De fato, os fatores mencionados acima são relevantes ao desempenho dos CEO, já que estudo visando avaliar a taxa de utilização dos serviços desses Centros identificou uma baixa taxa de utilização. Os fatores relacionados a este achado seriam as barreiras de acesso do próprio serviço de saúde, como a falta de um sistema de lista de espera automática para substituição de faltosos, ausência de protocolos de referência/contrarreferência, falta de padronização nas técnicas operatórias utilizadas pelos odontólogos, descumprimento da carga horária real de trabalho, carência de um sistema de gestão com a definição clara de metas de oferta de procedimentos por especialidade e a realização de procedimentos básicos, próprios da APS, nos CEO36.
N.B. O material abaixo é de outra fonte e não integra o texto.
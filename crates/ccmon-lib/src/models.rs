//! Core data models for the cost monitor

use serde::{Deserialize, Serialize};

/// Scheduling phase of a tracked pod
///
/// Only the distinction between pending and everything else matters for
/// pending-pod accounting; `Running` is kept for reporting.
#[derive(Debug, Clone, Copy, PartialEq, Eq, Serialize, Deserialize)]
#[serde(rename_all = "lowercase")]
pub enum PodPhase {
    Pending,
    Running,
    Other,
}

impl PodPhase {
    /// Map a Kubernetes `status.phase` string to a phase
    pub fn from_status(phase: Option<&str>) -> Self {
        match phase {
            Some("Pending") => PodPhase::Pending,
            Some("Running") => PodPhase::Running,
            _ => PodPhase::Other,
        }
    }

    pub fn is_pending(&self) -> bool {
        matches!(self, PodPhase::Pending)
    }
}

/// Capacity type a node was provisioned with
#[derive(Debug, Clone, Copy, PartialEq, Eq, Default, Serialize, Deserialize)]
#[serde(rename_all = "lowercase")]
pub enum CapacityType {
    #[default]
    OnDemand,
    Spot,
}

/// A node as reported by the node change feed
#[derive(Debug, Clone, PartialEq, Serialize, Deserialize)]
pub struct ObservedNode {
    pub name: String,
    pub instance_type: Option<String>,
    pub capacity_type: CapacityType,
}

impl ObservedNode {
    pub fn new(name: impl Into<String>, instance_type: impl Into<String>) -> Self {
        Self {
            name: name.into(),
            instance_type: Some(instance_type.into()),
            capacity_type: CapacityType::OnDemand,
        }
    }
}

/// Local mirror of a cluster node with its resolved hourly price
#[derive(Debug, Clone, PartialEq, Serialize, Deserialize)]
pub struct TrackedNode {
    pub name: String,
    pub instance_type: Option<String>,
    pub capacity_type: CapacityType,
    /// Absent when the pricing lookup missed
    pub hourly_price: Option<f64>,
}

/// Local mirror of a pod in the watched namespace
#[derive(Debug, Clone, PartialEq, Serialize, Deserialize)]
pub struct TrackedPod {
    pub uid: String,
    pub name: String,
    pub phase: PodPhase,
}

impl TrackedPod {
    pub fn new(uid: impl Into<String>, name: impl Into<String>, phase: PodPhase) -> Self {
        Self {
            uid: uid.into(),
            name: name.into(),
            phase,
        }
    }
}

/// Aggregate view of the tracker taken under one lock acquisition
#[derive(Debug, Clone, Copy, Default, PartialEq, Serialize, Deserialize)]
pub struct ClusterTotals {
    pub node_count: usize,
    pub pod_count: usize,
    pub pending_pods: usize,
    /// Sum of hourly prices over all tracked nodes with a known price
    pub hourly_cost: f64,
}

/// Full copy of the tracker state taken under one lock acquisition
#[derive(Debug, Clone, Default, PartialEq, Serialize, Deserialize)]
pub struct ClusterSnapshot {
    pub nodes: Vec<TrackedNode>,
    pub pods: Vec<TrackedPod>,
    pub pending_pods: usize,
}

impl ClusterSnapshot {
    /// Instantaneous burn rate of the snapshot's nodes
    pub fn hourly_cost(&self) -> f64 {
        self.nodes.iter().filter_map(|n| n.hourly_price).sum()
    }
}

/// One row of the telemetry record
#[derive(Debug, Clone, Copy, PartialEq, Serialize, Deserialize)]
pub struct CostSample {
    /// Seconds since scenario start
    pub elapsed_secs: f64,
    pub node_count: usize,
    pub hourly_cost: f64,
    pub cumulative_cost: f64,
    pub pod_count: usize,
    pub pending_pods: usize,
    pub pending_pod_seconds: f64,
}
De fato, dois estudos indicam que a utilização de protocolos e a marcação prévia de consultas, bem como a instituição de uma central de regulação são alternativas exitosas para melhoria dos serviços dos CEO23 , 48. Segundo Zaitter et al.23, o exame com caráter de triagem realizado pelo odontólogo em indivíduos que, potencialmente, necessitam de terapia endodôntica, utilizando critérios pré-estabelecidos em protocolo, viabiliza uma marcação de consultas segundo à vulnerabilidade do indivíduo e a capacidade de trabalho do serviço. Após a triagem (pré-avaliação), agenda-se a consulta, conforme a disponibilidade de dia e horário do usuário; confirmado o agendamento, transfere-se seu nome da fila de inscritos para a especialidade Endodontia. Além disso, é feito uma atualização constante do cadastro de indivíduos que demandam tratamento endodôntico, verificando-se mudanças de endereço, ocorrência de óbitos ou a realização do tratamento em outros serviços.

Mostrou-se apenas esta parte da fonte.